Non-Parametric Regression

Last updated on Mar 9, 2022

# Setup
%matplotlib inline
from utils.lecture03 import *

Dataset

For this session, we are mostly going to work with the wage dataset.

df = pd.read_csv('data/Wage.csv', index_col=0)
df.head(3)

	year	age	maritl	race	education	region	jobclass	health	health_ins	logwage	wage
231655	2006	18	1. Never Married	1. White	1. < HS Grad	2. Middle Atlantic	1. Industrial	1. <=Good	2. No	4.318063	75.043154
86582	2004	24	1. Never Married	1. White	4. College Grad	2. Middle Atlantic	2. Information	2. >=Very Good	2. No	4.255273	70.476020
161300	2003	45	2. Married	1. White	3. Some College	2. Middle Atlantic	1. Industrial	1. <=Good	1. Yes	4.875061	130.982177

This dataset contains information on wages and individual characteristics.

Our main objective is going to be to explain wages using the observables contained in the dataset.

Polynomial Regression and Step Functions

As we have seen in the first lecture, the most common way to introduce linearities is to replace the standard linear model

$$ y_i = \beta_0 + \beta_1 x_i + \varepsilon_i $$

with a polynomial function

$$ y_i = \beta_0 + \beta_1 x_i + \beta_2 x_i^2 + \beta_2 x_i^3 + … + \varepsilon_i $$

Explore the Data

Suppose we want to investigate the relationship between wage and age. Let’s first plot the two variables.

# Scatterplot of the data
df.plot.scatter('age','wage',color='w', edgecolors='k', alpha=0.3);

png

Polynomials of different degrees

The relationship is highly complex and non-linear. Let’s expand our linear regression polynomials of different degrees: 1 to 5.
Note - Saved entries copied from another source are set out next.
use calculadora::config::{LogConfig, ShellConfig};
use calculadora::{logging, repl};

fn main() -> anyhow::Result<()> {
    logging::init(&LogConfig::from_env());
    repl::start_repl(ShellConfig::default())
}
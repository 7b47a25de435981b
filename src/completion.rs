// completion.rs

use rustyline::completion::{Completer, Pair};
use rustyline::{Helper, Context};
use rustyline::hint::Hinter;
use rustyline::highlight::Highlighter;
use rustyline::validate::{Validator, ValidationContext, ValidationResult};
use rustyline::error::ReadlineError;

use crate::menu::MenuOption;

/// Completes menu numbers at the option prompt and hints the label of the typed one.
pub struct MenuHelper;

impl MenuHelper {
    pub fn new() -> Self {
        Self
    }

    fn candidates(prefix: &str) -> Vec<Pair> {
        MenuOption::ALL
            .iter()
            .filter(|o| o.number().to_string().starts_with(prefix.trim()))
            .map(|o| Pair {
                display: o.entry(),
                replacement: o.number().to_string(),
            })
            .collect()
    }
}

impl Default for MenuHelper {
    fn default() -> Self {
        Self::new()
    }
}

impl Completer for MenuHelper {
    type Candidate = Pair;
    fn complete(&self, line: &str, pos: usize, _ctx: &Context<'_>) -> Result<(usize, Vec<Pair>), ReadlineError> {
        Ok((0, Self::candidates(&line[..pos])))
    }
}

impl Hinter for MenuHelper {
    type Hint = String;
    fn hint(&self, line: &str, pos: usize, _ctx: &Context<'_>) -> Option<String> {
        if pos < line.len() {
            return None;
        }
        let n = line.trim().parse::<i64>().ok()?;
        MenuOption::from_number(n).map(|o| format!("  ({})", o.label()))
    }
}

impl Highlighter for MenuHelper {}

impl Validator for MenuHelper {
    fn validate(&self, _ctx: &mut ValidationContext) -> Result<ValidationResult, ReadlineError> {
        Ok(ValidationResult::Valid(None))
    }
}

impl Helper for MenuHelper {}
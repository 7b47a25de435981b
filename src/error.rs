// error.rs

use thiserror::Error;

/// Recoverable failures of an arithmetic operation. Neither one touches the history.
#[derive(Error, Debug, Clone, Copy, PartialEq, Eq)]
pub enum CalcError {
    #[error("No se puede dividir por cero.")]
    DivisionByZero,

    #[error("El exponente no puede ser negativo.")]
    NegativeExponent,
}

/// Bad console input. The shell reports it and shows the menu again.
#[derive(Error, Debug, Clone, PartialEq, Eq)]
pub enum InputError {
    #[error("Opción no válida. Intente de nuevo.")]
    InvalidOption(String),

    #[error("Entrada no válida: '{0}' no es un número entero.")]
    NotAnInteger(String),
}
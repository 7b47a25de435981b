// parser.rs

use crate::error::InputError;
use crate::menu::MenuOption;

/// A leading `+` is accepted, as whole-number readers usually do.
pub fn parse_integer(token: &str) -> Result<i64, InputError> {
    token
        .trim()
        .parse::<i64>()
        .map_err(|_| InputError::NotAnInteger(token.trim().to_string()))
}

pub fn parse_choice(token: &str) -> Result<MenuOption, InputError> {
    let invalid = || InputError::InvalidOption(token.trim().to_string());
    let n = parse_integer(token).map_err(|_| invalid())?;
    MenuOption::from_number(n).ok_or_else(invalid)
}

#[cfg(test)]
mod tests {
    use super::*;
    use crate::calculator::Operation;

    #[test]
    fn parses_integers() {
        assert_eq!(parse_integer("42"), Ok(42));
        assert_eq!(parse_integer(" -7 "), Ok(-7));
        assert_eq!(parse_integer("+3"), Ok(3));
        assert_eq!(
            parse_integer("2.5"),
            Err(InputError::NotAnInteger("2.5".to_string()))
        );
        assert_eq!(
            parse_integer("diez"),
            Err(InputError::NotAnInteger("diez".to_string()))
        );
    }

    #[test]
    fn parses_choices() {
        assert_eq!(parse_choice("1"), Ok(MenuOption::Calculate(Operation::Add)));
        assert_eq!(parse_choice(" 5 "), Ok(MenuOption::Calculate(Operation::Power)));
        assert_eq!(parse_choice("8"), Ok(MenuOption::Exit));
        assert_eq!(parse_choice("9"), Err(InputError::InvalidOption("9".to_string())));
        assert_eq!(parse_choice("0"), Err(InputError::InvalidOption("0".to_string())));
        assert_eq!(parse_choice("x"), Err(InputError::InvalidOption("x".to_string())));
    }
}
// util.rs

use std::io::Write;

pub fn writeln_ignore_broken_pipe<W: std::io::Write, S: AsRef<str>>(mut w: W, s: S) -> std::io::Result<()> {
    match writeln!(w, "{}", s.as_ref()) {
        Err(ref e) if e.kind() == std::io::ErrorKind::BrokenPipe => Ok(()),
        other => other,
    }
}

/// Plain decimal rendering of a float: no exponent, and integral values keep a `.0`.
pub fn format_decimal(value: f64) -> String {
    if value.is_nan() {
        return "NaN".to_string();
    }
    if value.is_infinite() {
        let s = if value > 0.0 { "Infinity" } else { "-Infinity" };
        return s.to_string();
    }
    let mut s = value.to_string();
    if !s.contains('.') {
        s.push_str(".0");
    }
    s
}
X_poly1 = PolynomialFeatures(1).fit_transform(df.age.values.reshape(-1,1))
X_poly2 = PolynomialFeatures(2).fit_transform(df.age.values.reshape(-1,1))
X_poly3 = PolynomialFeatures(3).fit_transform(df.age.values.reshape(-1,1))
X_poly4 = PolynomialFeatures(4).fit_transform(df.age.values.reshape(-1,1))
X_poly5 = PolynomialFeatures(5).fit_transform(df.age.values.reshape(-1,1))

Variables

Our dependent varaible is going to be a dummy for income above 250.000 USD.

# Get X and y
X = df.age
y = df.wage
y01 = (df.wage > 250).map({False:0, True:1}).values

Polynomia Regression

If we run a linear regression on a 4-degree polinomial expansion of age, this is what it looks like`:

# Fit ols on 4th degree polynomial
fit = sm.OLS(y, X_poly4).fit()
fit.summary().tables[1]

	coef	std err	t	P>\|t\|	[0.025	0.975]
const	-184.1542	60.040	-3.067	0.002	-301.879	-66.430
x1	21.2455	5.887	3.609	0.000	9.703	32.788
x2	-0.5639	0.206	-2.736	0.006	-0.968	-0.160
x3	0.0068	0.003	2.221	0.026	0.001	0.013
x4	-3.204e-05	1.64e-05	-1.952	0.051	-6.42e-05	1.45e-07

Measures of Fit

In this case, the single coefficients are not of particular interest. We are mostly interested in the best capturing the relationship between age and wage. How can we pick among thedifferent polynomials?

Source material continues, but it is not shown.